Collected data
######

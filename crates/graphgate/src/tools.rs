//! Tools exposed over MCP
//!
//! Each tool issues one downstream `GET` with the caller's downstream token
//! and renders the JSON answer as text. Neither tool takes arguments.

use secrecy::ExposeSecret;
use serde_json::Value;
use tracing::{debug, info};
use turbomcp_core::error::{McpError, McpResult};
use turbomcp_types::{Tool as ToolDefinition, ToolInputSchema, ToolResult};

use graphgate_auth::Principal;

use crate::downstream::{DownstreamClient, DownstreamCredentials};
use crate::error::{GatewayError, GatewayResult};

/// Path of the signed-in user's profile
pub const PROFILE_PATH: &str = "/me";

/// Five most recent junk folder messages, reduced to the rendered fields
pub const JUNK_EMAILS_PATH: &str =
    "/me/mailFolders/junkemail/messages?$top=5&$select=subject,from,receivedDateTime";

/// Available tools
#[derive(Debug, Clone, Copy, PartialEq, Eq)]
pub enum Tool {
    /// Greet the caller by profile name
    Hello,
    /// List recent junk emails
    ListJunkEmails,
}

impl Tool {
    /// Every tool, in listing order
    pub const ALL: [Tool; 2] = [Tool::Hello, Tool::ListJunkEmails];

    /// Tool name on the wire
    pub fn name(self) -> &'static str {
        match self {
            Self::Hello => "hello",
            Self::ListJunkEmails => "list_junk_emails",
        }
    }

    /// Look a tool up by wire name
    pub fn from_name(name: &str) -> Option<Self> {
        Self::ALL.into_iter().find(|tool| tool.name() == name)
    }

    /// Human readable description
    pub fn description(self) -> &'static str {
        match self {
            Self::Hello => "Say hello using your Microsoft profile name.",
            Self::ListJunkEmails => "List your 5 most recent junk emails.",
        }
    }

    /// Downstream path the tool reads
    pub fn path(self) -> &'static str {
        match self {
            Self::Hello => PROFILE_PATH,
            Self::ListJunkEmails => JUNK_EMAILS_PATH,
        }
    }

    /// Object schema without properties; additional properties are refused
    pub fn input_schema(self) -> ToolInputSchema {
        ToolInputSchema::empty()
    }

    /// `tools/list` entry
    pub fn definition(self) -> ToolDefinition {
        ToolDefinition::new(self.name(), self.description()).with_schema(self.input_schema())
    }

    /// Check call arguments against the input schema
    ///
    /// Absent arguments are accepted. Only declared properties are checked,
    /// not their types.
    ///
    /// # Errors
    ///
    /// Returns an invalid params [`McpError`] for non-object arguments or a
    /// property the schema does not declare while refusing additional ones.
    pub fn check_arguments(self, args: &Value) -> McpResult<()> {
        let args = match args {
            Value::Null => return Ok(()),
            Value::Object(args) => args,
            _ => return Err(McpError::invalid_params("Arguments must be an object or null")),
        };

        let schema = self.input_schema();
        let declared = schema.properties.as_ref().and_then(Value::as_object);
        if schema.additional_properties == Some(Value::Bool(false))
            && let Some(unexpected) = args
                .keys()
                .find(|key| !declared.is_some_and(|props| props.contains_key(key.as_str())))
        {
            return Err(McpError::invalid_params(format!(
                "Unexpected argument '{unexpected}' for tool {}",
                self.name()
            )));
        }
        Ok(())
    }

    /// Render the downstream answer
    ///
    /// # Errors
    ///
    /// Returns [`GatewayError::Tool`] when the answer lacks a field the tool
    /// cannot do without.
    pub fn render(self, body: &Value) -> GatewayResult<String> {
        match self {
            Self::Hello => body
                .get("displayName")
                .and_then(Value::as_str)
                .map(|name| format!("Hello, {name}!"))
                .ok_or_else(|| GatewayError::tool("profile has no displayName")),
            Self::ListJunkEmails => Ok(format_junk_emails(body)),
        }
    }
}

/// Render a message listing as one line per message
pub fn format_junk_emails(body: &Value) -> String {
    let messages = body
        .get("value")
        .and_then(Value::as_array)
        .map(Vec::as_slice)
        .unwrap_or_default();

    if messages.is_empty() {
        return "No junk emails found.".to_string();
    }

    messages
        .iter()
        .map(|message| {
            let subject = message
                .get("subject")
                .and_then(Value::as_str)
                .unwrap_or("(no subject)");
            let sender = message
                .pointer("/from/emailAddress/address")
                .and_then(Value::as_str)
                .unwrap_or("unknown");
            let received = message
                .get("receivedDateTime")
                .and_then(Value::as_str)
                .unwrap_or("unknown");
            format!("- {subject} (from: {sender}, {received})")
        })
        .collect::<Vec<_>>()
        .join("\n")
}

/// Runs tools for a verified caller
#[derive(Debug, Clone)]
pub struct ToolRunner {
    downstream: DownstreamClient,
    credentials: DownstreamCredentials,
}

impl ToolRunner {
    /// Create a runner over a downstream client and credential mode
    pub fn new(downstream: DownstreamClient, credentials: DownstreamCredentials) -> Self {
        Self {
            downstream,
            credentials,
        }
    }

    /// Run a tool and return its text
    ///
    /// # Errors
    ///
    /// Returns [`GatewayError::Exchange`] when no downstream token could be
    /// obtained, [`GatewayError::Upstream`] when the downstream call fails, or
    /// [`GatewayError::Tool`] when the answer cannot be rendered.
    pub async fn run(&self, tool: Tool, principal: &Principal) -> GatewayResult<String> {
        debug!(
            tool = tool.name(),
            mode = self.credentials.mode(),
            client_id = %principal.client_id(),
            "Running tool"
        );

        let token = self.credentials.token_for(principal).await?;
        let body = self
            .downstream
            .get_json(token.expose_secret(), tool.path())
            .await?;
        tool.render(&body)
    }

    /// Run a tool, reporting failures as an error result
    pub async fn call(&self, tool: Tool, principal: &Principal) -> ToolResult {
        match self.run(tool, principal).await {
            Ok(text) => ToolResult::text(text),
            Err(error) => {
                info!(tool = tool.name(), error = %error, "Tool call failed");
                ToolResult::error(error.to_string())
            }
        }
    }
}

######

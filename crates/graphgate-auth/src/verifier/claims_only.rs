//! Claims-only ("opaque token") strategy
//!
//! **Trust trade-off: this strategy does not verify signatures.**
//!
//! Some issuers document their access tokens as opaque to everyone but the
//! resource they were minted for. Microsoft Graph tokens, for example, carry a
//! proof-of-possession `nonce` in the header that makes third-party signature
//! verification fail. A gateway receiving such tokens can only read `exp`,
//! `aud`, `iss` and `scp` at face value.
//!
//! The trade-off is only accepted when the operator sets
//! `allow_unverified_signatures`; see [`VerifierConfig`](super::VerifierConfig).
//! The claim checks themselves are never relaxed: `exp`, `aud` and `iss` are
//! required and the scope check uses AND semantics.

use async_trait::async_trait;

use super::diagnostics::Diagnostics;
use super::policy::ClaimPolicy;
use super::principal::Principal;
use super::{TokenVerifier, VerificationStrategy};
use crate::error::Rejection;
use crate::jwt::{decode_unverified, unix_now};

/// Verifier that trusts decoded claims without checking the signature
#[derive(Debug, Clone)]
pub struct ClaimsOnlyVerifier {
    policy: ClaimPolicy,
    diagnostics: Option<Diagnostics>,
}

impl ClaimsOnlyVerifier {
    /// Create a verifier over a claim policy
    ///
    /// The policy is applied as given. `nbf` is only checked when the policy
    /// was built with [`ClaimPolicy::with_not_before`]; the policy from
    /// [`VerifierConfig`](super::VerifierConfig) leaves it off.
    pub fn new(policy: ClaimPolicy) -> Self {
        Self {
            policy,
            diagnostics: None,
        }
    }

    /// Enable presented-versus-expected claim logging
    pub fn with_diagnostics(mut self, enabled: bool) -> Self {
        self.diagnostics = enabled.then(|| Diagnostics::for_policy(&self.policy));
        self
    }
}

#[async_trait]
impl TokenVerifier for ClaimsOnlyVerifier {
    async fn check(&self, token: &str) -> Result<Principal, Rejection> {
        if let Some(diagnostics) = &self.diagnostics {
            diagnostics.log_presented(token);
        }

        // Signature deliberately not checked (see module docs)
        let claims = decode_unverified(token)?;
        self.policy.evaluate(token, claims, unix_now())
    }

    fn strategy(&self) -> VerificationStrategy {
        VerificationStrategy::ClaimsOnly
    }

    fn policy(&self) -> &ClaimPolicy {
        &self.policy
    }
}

######

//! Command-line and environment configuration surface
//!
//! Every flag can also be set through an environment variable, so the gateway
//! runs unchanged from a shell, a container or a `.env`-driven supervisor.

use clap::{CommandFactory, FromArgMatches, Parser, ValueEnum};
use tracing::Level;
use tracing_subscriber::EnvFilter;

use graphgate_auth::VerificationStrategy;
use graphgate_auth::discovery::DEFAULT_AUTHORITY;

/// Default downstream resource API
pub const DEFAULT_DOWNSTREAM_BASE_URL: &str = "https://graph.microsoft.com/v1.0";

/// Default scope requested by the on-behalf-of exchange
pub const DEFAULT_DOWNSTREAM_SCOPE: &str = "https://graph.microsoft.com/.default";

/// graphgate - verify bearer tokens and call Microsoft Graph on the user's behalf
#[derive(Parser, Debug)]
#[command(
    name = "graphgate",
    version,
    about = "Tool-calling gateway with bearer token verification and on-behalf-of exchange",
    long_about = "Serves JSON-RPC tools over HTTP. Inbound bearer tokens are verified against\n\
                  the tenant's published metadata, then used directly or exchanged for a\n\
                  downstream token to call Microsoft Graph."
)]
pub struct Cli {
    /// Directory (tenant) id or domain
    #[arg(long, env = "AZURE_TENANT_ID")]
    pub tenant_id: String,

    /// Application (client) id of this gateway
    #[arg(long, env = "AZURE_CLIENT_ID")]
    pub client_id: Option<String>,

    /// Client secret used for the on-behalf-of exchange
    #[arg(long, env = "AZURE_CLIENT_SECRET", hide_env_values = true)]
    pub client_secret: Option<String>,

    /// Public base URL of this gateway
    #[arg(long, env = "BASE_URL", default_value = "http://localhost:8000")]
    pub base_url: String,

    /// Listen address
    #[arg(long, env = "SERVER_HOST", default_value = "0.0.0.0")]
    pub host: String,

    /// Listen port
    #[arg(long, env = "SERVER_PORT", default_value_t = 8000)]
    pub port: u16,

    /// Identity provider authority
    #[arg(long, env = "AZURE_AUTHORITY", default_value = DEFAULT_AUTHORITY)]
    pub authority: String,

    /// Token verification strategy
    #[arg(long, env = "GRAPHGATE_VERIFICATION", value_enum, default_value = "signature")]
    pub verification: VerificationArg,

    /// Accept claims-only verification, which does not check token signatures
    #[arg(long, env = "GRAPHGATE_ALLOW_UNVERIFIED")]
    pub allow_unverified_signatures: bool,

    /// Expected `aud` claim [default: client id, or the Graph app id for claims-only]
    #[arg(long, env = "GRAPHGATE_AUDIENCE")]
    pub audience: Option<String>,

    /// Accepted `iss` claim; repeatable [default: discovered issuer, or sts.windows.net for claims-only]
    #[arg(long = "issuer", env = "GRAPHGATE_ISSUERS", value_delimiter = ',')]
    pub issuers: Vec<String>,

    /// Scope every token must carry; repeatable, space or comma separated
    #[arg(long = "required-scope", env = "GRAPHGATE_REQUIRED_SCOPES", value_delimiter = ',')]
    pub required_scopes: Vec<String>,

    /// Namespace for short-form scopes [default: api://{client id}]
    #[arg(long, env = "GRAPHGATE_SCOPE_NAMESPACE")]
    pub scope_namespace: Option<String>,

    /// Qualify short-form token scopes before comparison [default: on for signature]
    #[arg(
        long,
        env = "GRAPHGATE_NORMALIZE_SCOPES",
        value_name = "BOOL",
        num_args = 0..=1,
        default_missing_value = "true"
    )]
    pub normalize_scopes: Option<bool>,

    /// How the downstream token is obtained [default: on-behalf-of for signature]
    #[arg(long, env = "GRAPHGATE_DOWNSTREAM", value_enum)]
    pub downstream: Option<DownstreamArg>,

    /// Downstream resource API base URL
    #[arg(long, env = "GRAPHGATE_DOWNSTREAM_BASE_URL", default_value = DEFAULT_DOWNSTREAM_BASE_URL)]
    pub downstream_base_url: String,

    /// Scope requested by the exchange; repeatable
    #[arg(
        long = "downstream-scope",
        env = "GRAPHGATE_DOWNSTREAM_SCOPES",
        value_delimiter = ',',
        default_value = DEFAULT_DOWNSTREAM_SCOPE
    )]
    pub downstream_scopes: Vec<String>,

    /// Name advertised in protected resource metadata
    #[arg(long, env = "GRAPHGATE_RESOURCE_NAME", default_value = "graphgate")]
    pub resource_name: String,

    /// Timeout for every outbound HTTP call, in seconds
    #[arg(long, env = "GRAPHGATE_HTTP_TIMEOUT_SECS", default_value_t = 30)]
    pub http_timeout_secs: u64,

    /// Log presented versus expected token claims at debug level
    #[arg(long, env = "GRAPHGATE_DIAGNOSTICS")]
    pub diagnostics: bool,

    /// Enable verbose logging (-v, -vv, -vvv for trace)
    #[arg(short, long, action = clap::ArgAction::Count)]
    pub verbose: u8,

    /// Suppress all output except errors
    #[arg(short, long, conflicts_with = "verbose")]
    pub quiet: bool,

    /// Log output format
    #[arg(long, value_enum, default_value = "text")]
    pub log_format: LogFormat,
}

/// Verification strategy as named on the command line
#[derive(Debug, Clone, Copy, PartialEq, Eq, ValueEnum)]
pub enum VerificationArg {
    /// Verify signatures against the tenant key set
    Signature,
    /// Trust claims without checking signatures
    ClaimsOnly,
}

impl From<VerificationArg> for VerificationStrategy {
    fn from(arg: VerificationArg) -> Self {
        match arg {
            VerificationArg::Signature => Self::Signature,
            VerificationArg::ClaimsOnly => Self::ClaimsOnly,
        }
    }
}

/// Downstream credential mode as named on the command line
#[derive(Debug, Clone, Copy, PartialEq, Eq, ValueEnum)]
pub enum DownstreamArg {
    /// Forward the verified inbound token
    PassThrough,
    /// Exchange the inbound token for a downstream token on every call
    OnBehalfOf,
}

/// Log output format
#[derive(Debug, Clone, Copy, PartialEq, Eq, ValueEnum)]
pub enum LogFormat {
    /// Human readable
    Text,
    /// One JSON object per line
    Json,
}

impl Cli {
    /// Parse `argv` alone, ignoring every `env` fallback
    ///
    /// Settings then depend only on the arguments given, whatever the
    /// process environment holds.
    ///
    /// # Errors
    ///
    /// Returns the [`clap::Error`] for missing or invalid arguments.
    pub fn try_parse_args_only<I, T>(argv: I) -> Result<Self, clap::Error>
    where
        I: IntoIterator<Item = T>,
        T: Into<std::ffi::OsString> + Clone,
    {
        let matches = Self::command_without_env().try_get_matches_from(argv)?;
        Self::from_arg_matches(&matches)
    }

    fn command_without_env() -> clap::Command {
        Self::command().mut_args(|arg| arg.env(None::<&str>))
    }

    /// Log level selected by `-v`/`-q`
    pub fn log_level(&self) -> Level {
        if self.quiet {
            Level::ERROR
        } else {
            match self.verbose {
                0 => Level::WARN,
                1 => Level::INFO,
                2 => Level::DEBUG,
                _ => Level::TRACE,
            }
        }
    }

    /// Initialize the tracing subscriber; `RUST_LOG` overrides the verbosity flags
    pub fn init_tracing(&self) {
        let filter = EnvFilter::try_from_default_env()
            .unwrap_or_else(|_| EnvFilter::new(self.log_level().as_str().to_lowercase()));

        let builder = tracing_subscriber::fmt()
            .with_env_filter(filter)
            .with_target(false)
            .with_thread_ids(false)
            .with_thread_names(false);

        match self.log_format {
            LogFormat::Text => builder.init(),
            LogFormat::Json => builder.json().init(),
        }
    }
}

######

Task item: Scan the data above and report each line in which "sender" is present.

Answer for the task:
            let sender = message
            format!("- {subject} (from: {sender}, {received})")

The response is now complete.